Error in getBM() for Phytozome
Entering edit mode
ytlin610 ▴ 10
Last seen 4.2 years ago
East Lansing, Michigan

I am trying to retrieve flanking sequences of target genes in Chlamydomonas reinhardtii from Phytozome with getBM(). I was able to load the Phytozome database successfully with useMart:

   mart=useMart(biomart = 'phytozome_mart_archive', 
            host = "",
            dataset = 'Creinhardtii_281')

I was also able to view the list of attributes and filters with listAttributes(mart) and listFilters(mart), and everything looked good.

However, I kept failing to obtain the flanking sequence with getBM():

DE_cht7_tx <- c("Cre01.g041752.t1.1", "Cre01.g054750.t1.2", "Cre02.g089500.t1.2")
getBM(  attributes=c('gene_flank','transcript_name'),
                values=list(DE_cht7_tx, Upstream=500), 
                mart=mart, checkFilters=FALSE)

Here is the error message I received:

Error in .processResults(postRes, mart = mart, sep = sep, fullXmlQuery = fullXmlQuery,  : The query to the BioMart webservice returned an invalid result: the number of columns in the result table does not equal the number of attributes in the query. Please report this on the support site at

Notably, the same getBM() code worked fine if I used Ensembl Plants as the source for biomart

mart=useEnsembl(biomart = 'plants_mart', 
            host = "",
            dataset = 'creinhardtii_eg_gene')

The reason I prefer to use Phytozome instead of Ensembl Plants is that I would like to use the transcript name e.g. Cre02.g089500.t1.2 as the input for searching flanking sequence, and Ensembl Plants only has gene name like Cre02.g089500.

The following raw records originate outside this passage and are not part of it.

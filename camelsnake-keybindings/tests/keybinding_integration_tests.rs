//! Integration tests for camelsnake-keybindings.
//!
//! These tests exercise the full parse → registry → lookup pipeline using the
//! same `KeyBinding` entries the config crate produces.

use camelsnake_config::{Config, KeyBinding, defaults};
use camelsnake_keybindings::{
    KeyEvent, KeybindingRegistry, Modifiers, NamedKey, ParsedKey, parse_key_combo,
};

// ---------------------------------------------------------------------------
// Registry construction
// ---------------------------------------------------------------------------

#[test]
fn registry_from_empty_config() {
    let registry = KeybindingRegistry::from_config(&[]);
    assert!(registry.is_empty());
    assert_eq!(registry.len(), 0);
}

#[test]
fn registry_from_default_config() {
    let config = Config::default();
    let registry = KeybindingRegistry::from_config(&config.keybindings);
    assert_eq!(registry.len(), 2);
}

#[test]
fn registry_skips_invalid_bindings() {
    let bindings = vec![
        KeyBinding::new("Ctrl+A", "valid_action"),
        KeyBinding::new("NotAKey", "invalid_action"),
        KeyBinding::new("Ctrl+Shift", "also_invalid"),
        KeyBinding::new("F5", "another_valid"),
    ];

    let registry = KeybindingRegistry::from_config(&bindings);
    assert_eq!(registry.len(), 2);
}

// ---------------------------------------------------------------------------
// Lookup
// ---------------------------------------------------------------------------

#[test]
fn default_chords_resolve_to_commands() {
    let registry = KeybindingRegistry::from_config(&defaults::keybindings());

    assert_eq!(
        registry.lookup_chord("Shift+Alt+C").unwrap(),
        Some(defaults::TO_CAMEL_ACTION)
    );
    assert_eq!(
        registry.lookup_chord("Alt+Shift+s").unwrap(),
        Some(defaults::TO_SNAKE_ACTION)
    );
}

#[test]
fn dash_chords_from_editor_keymaps_resolve() {
    let registry = KeybindingRegistry::from_config(&[KeyBinding::new(
        "Shift-Alt-C",
        defaults::TO_CAMEL_ACTION,
    )]);

    assert_eq!(
        registry.lookup_chord("Shift+Alt+C").unwrap(),
        Some(defaults::TO_CAMEL_ACTION)
    );
}

#[test]
fn unbound_chord_returns_none() {
    let registry = KeybindingRegistry::from_config(&defaults::keybindings());
    assert_eq!(registry.lookup_chord("Shift+Alt+X").unwrap(), None);
    assert_eq!(registry.lookup_chord("Alt+C").unwrap(), None);
}

#[test]
fn malformed_chord_is_an_error() {
    let registry = KeybindingRegistry::from_config(&defaults::keybindings());
    assert!(registry.lookup_chord("Shift+Alt").is_err());
}

#[test]
fn lookup_named_key_event() {
    let registry = KeybindingRegistry::from_config(&[KeyBinding::new("Ctrl+F7", "named")]);
    let event = KeyEvent::new(
        Modifiers {
            ctrl: true,
            ..Modifiers::default()
        },
        ParsedKey::Named(NamedKey::F7),
    );
    assert_eq!(registry.lookup(&event), Some("named"));
}

#[test]
fn combos_for_lists_every_binding_of_an_action() {
    let registry = KeybindingRegistry::from_config(&[
        KeyBinding::new("Shift+Alt+C", defaults::TO_CAMEL_ACTION),
        KeyBinding::new("Ctrl+F9", defaults::TO_CAMEL_ACTION),
        KeyBinding::new("Shift+Alt+S", defaults::TO_SNAKE_ACTION),
    ]);

    let combos: Vec<String> = registry
        .combos_for(defaults::TO_CAMEL_ACTION)
        .iter()
        .map(|combo| combo.to_string())
        .collect();
    assert_eq!(combos, vec!["Alt+Shift+C", "Ctrl+F9"]);
}

#[test]
fn parsed_combo_equals_display_form() {
    let combo = parse_key_combo("shift-alt-s").unwrap();
    assert_eq!(combo.to_string(), "Alt+Shift+S");
}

Anyone has the same issue when retrieving data from Phytozome with getBM()?

biomaRt getBM Phytozome Chlamydomonas • 904 views
Entering edit mode

I'll try again later, but at the moment I'm getting an error message on the Phytosome website when I try to run this query in a browser

There was a problem with the request.

If the sever is having problems then biomaRt won't work any better unfortunately.

Entering edit mode
Mike Smith ★ 6.5k
Last seen 1 hour ago
EMBL Heidelberg

Ok, so there's actually several issues here.

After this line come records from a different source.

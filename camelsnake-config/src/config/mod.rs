//! Plugin configuration management.
//!
//! # Sub-modules
//!
//! - [`config_struct`]: Core `Config` struct and its `Default` impl
//! - [`keybindings_methods`]: `impl Config` methods for keybinding management
//! - [`persistence`]: `impl Config` methods for load/save and path resolution

pub mod config_struct;
pub mod keybindings_methods;
pub mod persistence;

pub use config_struct::Config;

pub use crate::types::KeyBinding;
//! Configuration system for camelsnake.
//!
//! This crate provides configuration loading, saving, and default values
//! for the case converter plugin. It includes:
//!
//! - Keybinding entries that map key chords to command ids
//! - Context-menu and whole-document conversion settings
//! - Debug log level
//! - YAML persistence with atomic writes

pub mod config;
pub mod defaults;
mod error;
mod types;

// Re-export main types for convenience
pub use config::Config;
pub use error::ConfigError;
pub use types::{KeyBinding, LogLevel};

The first is that you have to use https and port 443 to contact the Phytozome BioMart. The error you're getting is because it's doing some redirection in the background, rather than running the query. I'll update the biomaRt vignette to mention this, and the mart construction you want to use is:

mart <- useMart(biomart = 'phytozome_mart_archive', 
             host = "",
             dataset = 'Creinhardtii_281', 
             port = 443)

Unfortunately, this still wont work because there's some fundamental issue with BioMart and flanking sequences. You get back:

Query ERROR: caught BioMart::Exception::Usage: Filter upstream_flank NOT FOUND

This has been reported before for Ensembl ( and I don't think it will ever be fixed as no one maintains the code for the BioMart engine any more.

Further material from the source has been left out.